Los invitados lo notan. Quizá no conscientemente, pero un PDF en la puerta de su gala dice lo mismo que dice un enlace roto: los sistemas de esta organización son más viejos que sus ambiciones. Y operativamente es peor que viejo: cada fila copiada a mano es una oportunidad para un nombre mal escrito en la puerta, y la hoja de cálculo ya está desactualizada en el momento en que se imprime.
Qué tiene que hacer realmente la inscripción
Quite los proveedores y la jerga, y la inscripción a un evento es una lista corta de tareas. Recibir una confirmación de asistencia sin obligar a nadie a crear una cuenta. Contar los asientos con honestidad (incluidos los acompañantes) y parar al llegar al cupo. Mantener una lista de espera para que un evento lleno capture la demanda en lugar de rechazarla. Confirmar de inmediato, por correo, con algo que el invitado pueda mostrar en la puerta. Darle a quien atienda esa puerta una lista en vivo que no requiera una portátil, un tutorial de inicio de sesión ni al único miembro del personal que conoce el sistema.
Nada de eso es exótico. Lo que lo hace sentir exótico es que la mayoría de las organizaciones solo toca esta maquinaria dos veces al año, con plazos encima, a través de la interfaz de un proveedor diseñada para otra persona.

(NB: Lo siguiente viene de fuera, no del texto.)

//! Time and Logging Abstractions
//!
//! An injectable clock (cache access timestamps, deterministic tests) and the
//! sink through which structured logs reach the host logger.

use chrono::{DateTime, Utc};
use serde::{Deserialize, Serialize};
use std::collections::HashMap;

use crate::error::Result;

/// Time source trait
pub trait Clock: Send + Sync {
    /// Get current UTC time
    fn now(&self) -> DateTime<Utc>;

    /// Get current Unix timestamp in milliseconds
    fn unix_timestamp_millis(&self) -> i64 {
        self.now().timestamp_millis()
    }
}

/// System clock implementation using actual system time
#[derive(Debug, Clone, Copy, Default)]
pub struct SystemClock;

impl Clock for SystemClock {
    fn now(&self) -> DateTime<Utc> {
        Utc::now()
    }
}

/// Log level
#[derive(Debug, Clone, Copy, PartialEq, Eq, PartialOrd, Ord, Serialize, Deserialize)]
pub enum LogLevel {
    Trace,
    Debug,
    Info,
    Warn,
    Error,
}

impl LogLevel {
    pub fn as_str(&self) -> &'static str {
        match self {
            LogLevel::Trace => "trace",
            LogLevel::Debug => "debug",
            LogLevel::Info => "info",
            LogLevel::Warn => "warn",
            LogLevel::Error => "error",
        }
    }
}

/// Structured log entry
#[derive(Debug, Clone, Serialize, Deserialize)]
pub struct LogEntry {
    pub level: LogLevel,
    pub timestamp: DateTime<Utc>,
    /// Target module/component
    pub target: String,
    pub message: String,
    pub fields: HashMap<String, String>,
    /// Name of the innermost span the event was recorded in
    pub span: Option<String>,
}

impl LogEntry {
    pub fn new(level: LogLevel, target: impl Into<String>, message: impl Into<String>) -> Self {
        Self {
            level,
            timestamp: Utc::now(),
            target: target.into(),
            message: message.into(),
            fields: HashMap::new(),
            span: None,
        }
    }

    pub fn with_field(mut self, key: impl Into<String>, value: impl Into<String>) -> Self {
        self.fields.insert(key.into(), value.into());
        self
    }

    pub fn with_span(mut self, span: impl Into<String>) -> Self {
        self.span = Some(span.into());
        self
    }
}

/// Logger sink trait
///
/// Forwards structured logs from the core to the host pipeline (Logcat,
/// OSLog, a desktop log file). Implementations must not block: they are
/// called from inside `tracing` layers.
#[async_trait::async_trait]
pub trait LoggerSink: Send + Sync {
    /// Forward a log entry to the host logging system
    async fn log(&self, entry: LogEntry) -> Result<()>;

    /// Entries below this level are dropped before reaching [`log`](Self::log).
    fn min_level(&self) -> LogLevel {
        LogLevel::Info
    }
}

El impuesto por inscripción
Las grandes plataformas de eventos son software impresionante, y para una conferencia con cincuenta sesiones paralelas se ganan su lugar. Pero mire lo que cobran por una recepción de una tarde: un porcentaje o una tarifa por cada inscripción, cada año, para siempre. Eso no es un precio por software. Eso es un alquiler.
El costo más discreto son los datos. Su lista de invitados (quién vino, quién trajo a alguien, quién ha asistido tres años seguidos) se acumula dentro del sistema del proveedor, y exportarla de vuelta está entre una ocurrencia tardía y una venta adicional. El registro más valioso que producen sus eventos termina siendo el activo de otro.

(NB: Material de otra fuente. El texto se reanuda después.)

impl TrackFetchEntry {
    /// Create an entry and pick up whatever copy of the track is already on disk.
    pub async fn open(track: Track, save: bool, ctx: Arc<FetchContext>) -> Result<Arc<Self>> {
        let root = ctx.cache_root().await?;
        let paths = FetchPaths::for_track(&root, &track, &ctx.config);

        let fs = &ctx.fs;
        let saved = fs.file_size(&paths.saved).await;
        let complete = fs.file_size(&paths.complete).await;
        let partial = fs.file_size(&paths.partial).await;

        let (state, bytes) = if saved > 0 {
            (
                FetchState {
                    status: FetchStatus::Complete,
                    copy: Some(CachedCopy::Saved),
                },
                saved,
            )
        } else if complete > 0 {
            (
                FetchState {
                    status: FetchStatus::Complete,
                    copy: Some(CachedCopy::Transient),
                },
                complete,
            )
        } else {
            (FetchState::default(), partial)
        };

        debug!(
            track_id = %track.id,
            status = ?state.status,
            bytes,
            "Opened fetch entry"
        );

        let now = ctx.clock.unix_timestamp_millis();
        Ok(Arc::new(Self {
            track,
            save: AtomicBool::new(save),
            paths,
            state: Mutex::new(state),
            bytes_downloaded: AtomicU64::new(bytes),
            last_access_ms: AtomicI64::new(now),
            transfer: Mutex::new(None),
            ctx,
        }))
    }

    pub fn track(&self) -> &Track {
        &self.track
    }

    pub fn id(&self) -> &str {
        &self.track.id
    }

    pub fn paths(&self) -> &FetchPaths {
        &self.paths
    }

    pub fn should_save(&self) -> bool {
        self.save.load(Ordering::Acquire)
    }

    /// Mark the track as pinned; the next transfer (or promotion) keeps it.
    pub fn set_save(&self, save: bool) {
        self.save.store(save, Ordering::Release);
    }

    pub fn status(&self) -> FetchStatus {
        self.state.lock().status
    }

    pub fn is_downloading(&self) -> bool {
        self.status().is_active()
    }

    pub fn is_failed(&self) -> bool {
        self.status() == FetchStatus::Failed
    }

    /// Whether a verified copy satisfying the save flag is on disk.
    pub fn is_work_done(&self) -> bool {
        let state = self.state.lock();
        state.status == FetchStatus::Complete
            && match state.copy {
                Some(CachedCopy::Saved) => true,
                Some(CachedCopy::Transient) => !self.should_save(),
                None => false,
            }
    }

    /// Whether any finished copy exists, pinned or not.
    pub fn is_complete_file_available(&self) -> bool {
        self.state.lock().copy.is_some()
    }

    pub fn cached_copy(&self) -> Option<CachedCopy> {
        self.state.lock().copy
    }

    /// File a player should open: the finished copy if any, else the partial file.
    pub fn playable_path(&self) -> PathBuf {
        match self.cached_copy() {
            Some(copy) => self.paths.for_copy(copy).to_path_buf(),
            None => self.paths.partial.clone(),
        }
    }

    pub fn bytes_downloaded(&self) -> u64 {
        self.bytes_downloaded.load(Ordering::Acquire)
    }

    pub fn progress(&self) -> FetchProgress {
        FetchProgress {
            bytes_downloaded: self.bytes_downloaded(),
            expected_bytes: self.track.size_bytes,
        }
    }

    /// Record an access for cache recency.
    pub fn touch(&self) {
        self.last_access_ms
            .store(self.ctx.clock.unix_timestamp_millis(), Ordering::Release);
    }

    pub fn last_access_ms(&self) -> i64 {
        self.last_access_ms.load(Ordering::Acquire)
    }

    fn set_status(&self, status: FetchStatus) {
        self.state.lock().status = status;
    }

    /// Start or resume the transfer.
    ///
    /// No-op when the work is already done or a transfer is still running.
    pub fn download(self: &Arc<Self>) {
        if self.is_work_done() {
            return;
        }

        let mut transfer = self.transfer.lock();
        if transfer.as_ref().is_some_and(|t| !t.handle.is_finished()) {
            return;
        }

        self.set_status(FetchStatus::Downloading);
        self.ctx.events.emit_download(DownloadEvent::Started {
            track_id: self.track.id.clone(),
        });
        debug!(track_id = %self.track.id, "Starting transfer");

        let token = CancellationToken::new();
        let cancel = token.clone();
        let entry = Arc::clone(self);
        let handle = tokio::spawn(async move { entry.run_transfer(cancel).await });

        *transfer = Some(Transfer { token, handle });
    }

    /// Abort the in-flight transfer and wait until it has stopped.
    ///
    /// The partial file is kept so a later [`download`](Self::download) resumes.
    #[instrument(skip(self), fields(track_id = %self.track.id))]
    pub async fn cancel_download(&self) {
        let transfer = self.transfer.lock().take();
        let Some(transfer) = transfer else {
            return;
        };

        transfer.token.cancel();
        if let Err(e) = transfer.handle.await {
            warn!(error = %e, "Transfer task ended abnormally");
            let mut state = self.state.lock();
            if state.status == FetchStatus::Downloading {
                state.status = FetchStatus::Paused;
            }
        }
    }

    async fn run_transfer(self: Arc<Self>, cancel: CancellationToken) {
        let result = tokio::select! {
            biased;
            _ = cancel.cancelled() => Err(DownloadError::Cancelled),
            result = self.transfer() => result,
        };

        let track_id = self.track.id.clone();
        match result {
            Ok(copy) => {
                {
                    let mut state = self.state.lock();
                    state.status = FetchStatus::Complete;
                    state.copy = Some(copy);
                }
                info!(
                    track_id = %track_id,
                    bytes = self.bytes_downloaded(),
                    file = %strip_path(&self.paths.for_copy(copy).to_string_lossy()),
                    "Download complete"
                );
                self.ctx.events.emit_download(DownloadEvent::Completed {
                    track_id: track_id.clone(),
                    saved: copy == CachedCopy::Saved,
                });
                self.ctx.notify(FetchNotice::Completed { track_id });
            }
            Err(DownloadError::Cancelled) => {
                {
                    let mut state = self.state.lock();
                    if state.status == FetchStatus::Downloading {
                        state.status = FetchStatus::Paused;
                    }
                }
                debug!(track_id = %track_id, bytes = self.bytes_downloaded(), "Transfer cancelled");
                self.ctx
                    .events
                    .emit_download(DownloadEvent::Cancelled { track_id });
            }
            Err(e) => {
                self.set_status(FetchStatus::Failed);
                warn!(track_id = %track_id, error = %e, transient = e.is_transient(), "Download failed");
                self.ctx.events.emit_download(DownloadEvent::Failed {
                    track_id: track_id.clone(),
                    message: e.to_string(),
                });
                self.ctx.notify(FetchNotice::Failed {
                    track_id,
                    message: e.to_string(),
                });
            }
        }
    }

    async fn transfer(&self) -> Result<CachedCopy> {
        let fs = &self.ctx.fs;
        let config = &self.ctx.config;
        let target = if self.should_save() {
            CachedCopy::Saved
        } else {
            CachedCopy::Transient
        };

        // A pinned track with a transient copy only needs promoting.
        if target == CachedCopy::Saved && self.cached_copy() == Some(CachedCopy::Transient) {
            fs.rename(&self.paths.complete, &self.paths.saved).await?;
            return Ok(CachedCopy::Saved);
        }

        let mut offset = fs.file_size(&self.paths.partial).await;
        self.bytes_downloaded.store(offset, Ordering::Release);
        let expected = self.track.size_bytes;

        if expected.map_or(true, |expected| offset < expected) {
            debug!(track_id = %self.track.id, offset, "Opening transfer stream");
            let mut stream = self
                .ctx
                .http
                .download_stream(&self.track.stream_uri, offset, config.retry_policy.clone())
                .await?;
            let mut sink = fs.open_append_stream(&self.paths.partial).await?;

            let mut buf = vec![0u8; config.transfer_chunk_bytes];
            let mut chunks = 0u64;
            loop {
                let read = stream.read(&mut buf).await?;
                if read == 0 {
                    break;
                }
                sink.write_all(&buf[..read]).await?;
                offset += read as u64;
                self.bytes_downloaded.store(offset, Ordering::Release);

                chunks += 1;
                if chunks % PROGRESS_EVERY_CHUNKS == 0 {
                    self.ctx.events.emit_download(DownloadEvent::Progress {
                        track_id: self.track.id.clone(),
                        bytes_downloaded: offset,
                        expected_bytes: expected,
                    });
                }
            }
            sink.flush().await?;
            sink.shutdown().await?;
        }

        let actual = fs.file_size(&self.paths.partial).await;
        if actual == 0 {
            return Err(DownloadError::EmptyFile {
                track_id: self.track.id.clone(),
            });
        }
        if let Some(expected) = expected {
            if actual != expected {
                if actual > expected {
                    // Overlong files cannot be resumed; start over next time.
                    fs.delete_file(&self.paths.partial).await?;
                    self.bytes_downloaded.store(0, Ordering::Release);
                }
                return Err(DownloadError::SizeMismatch {
                    track_id: self.track.id.clone(),
                    expected,
                    actual,
                });
            }
        }

        fs.rename(&self.paths.partial, self.paths.for_copy(target)).await?;
        self.bytes_downloaded.store(actual, Ordering::Release);
        Ok(target)
    }

    /// Delete leftovers superseded by a finished copy.
    ///
    /// Returns `true` when nothing stale remains, i.e. the entry no longer
    /// needs cleaning.
    #[instrument(skip(self), fields(track_id = %self.track.id))]
    pub async fn cleanup(&self) -> bool {
        if self.is_downloading() {
            return false;
        }

        let mut ok = true;
        match self.cached_copy() {
            Some(CachedCopy::Saved) => {
                ok &= self.remove_if_present(&self.paths.partial).await;
                ok &= self.remove_if_present(&self.paths.complete).await;
            }
            Some(CachedCopy::Transient) => {
                ok &= self.remove_if_present(&self.paths.partial).await;
            }
            None => {}
        }
        ok
    }

    async fn remove_if_present(&self, path: &Path) -> bool {
        let fs = &self.ctx.fs;
        match fs.exists(path).await {
            Ok(false) => true,
            Ok(true) => match fs.delete_file(path).await {
                Ok(()) => {
                    debug!(file = %strip_path(&path.to_string_lossy()), "Removed stale file");
                    true
                }
                Err(e) => {
                    warn!(file = %strip_path(&path.to_string_lossy()), error = %e, "Failed to remove stale file");
                    false
                }
            },
            Err(_) => false,
        }
    }

    /// Cancel any transfer and delete every file of this track.
    #[instrument(skip(self), fields(track_id = %self.track.id))]
    pub async fn delete(&self) -> Result<()> {
        self.cancel_download().await;

        let fs = &self.ctx.fs;
        for path in [&self.paths.partial, &self.paths.complete, &self.paths.saved] {
            if fs.exists(path).await? {
                fs.delete_file(path).await?;
            }
        }

        *self.state.lock() = FetchState::default();
        self.bytes_downloaded.store(0, Ordering::Release);
        self.set_save(false);
        info!("Deleted cached track files");
        Ok(())
    }

    /// Demote a pinned copy to an evictable cache copy.
    #[instrument(skip(self), fields(track_id = %self.track.id))]
    pub async fn unpin(&self) -> Result<()> {
        self.set_save(false);
        if self.cached_copy() == Some(CachedCopy::Saved) {
            self.ctx
                .fs
                .rename(&self.paths.saved, &self.paths.complete)
                .await?;
            self.state.lock().copy = Some(CachedCopy::Transient);
            debug!("Unpinned track");
        }
        Ok(())
    }
}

Para las organizaciones con las que trabajamos, la inscripción forma parte del contrato del sitio web: sin comisiones por entrada, y la lista de invitados aterriza en sus propios registros, junto a todo lo demás que administramos para usted.
Pruébelo: confirme asistencia a un evento en vivo
Esto no es una captura de pantalla. Abajo está nuestro sistema de inscripción ejecutando una gala ficticia: confirme asistencia con cualquier correo y recibirá una entrada real con un código QR real. Es el mismo flujo que verían sus miembros, cupo y lista de espera incluidos.
Cómo está construido: el formulario envía a nuestro propio servidor: sin iframe de un proveedor de entradas, sin scripts de terceros, sin necesidad de cuenta. Su página de entrada y su código QR se generan en nuestra infraestructura, y el mismo sistema se incrusta en una página existente de WordPress con una etiqueta de script. La fecha del evento de demostración avanza sola; la lista de invitados se vacía periódicamente.
La puerta, y la mañana siguiente
En el evento mismo, la acreditación es un teléfono: el código QR de la entrada se escanea directamente desde la pantalla del invitado, o la persona de la puerta toca nombres en una lista con búsqueda. En ambos casos el recuento está en vivo (cuarenta y uno acreditados, faltan nueve), y un invitado en lista de espera que aparece de todos modos se sienta con un toque, no con una discusión.
A la mañana siguiente aparece el valor: una lista limpia de quién vino de verdad, exportable con un clic, ya guardada en los mismos registros que el resto de las operaciones del sitio web de su organización. La lista de invitaciones del año que viene se escribe sola, y le pertenece a usted.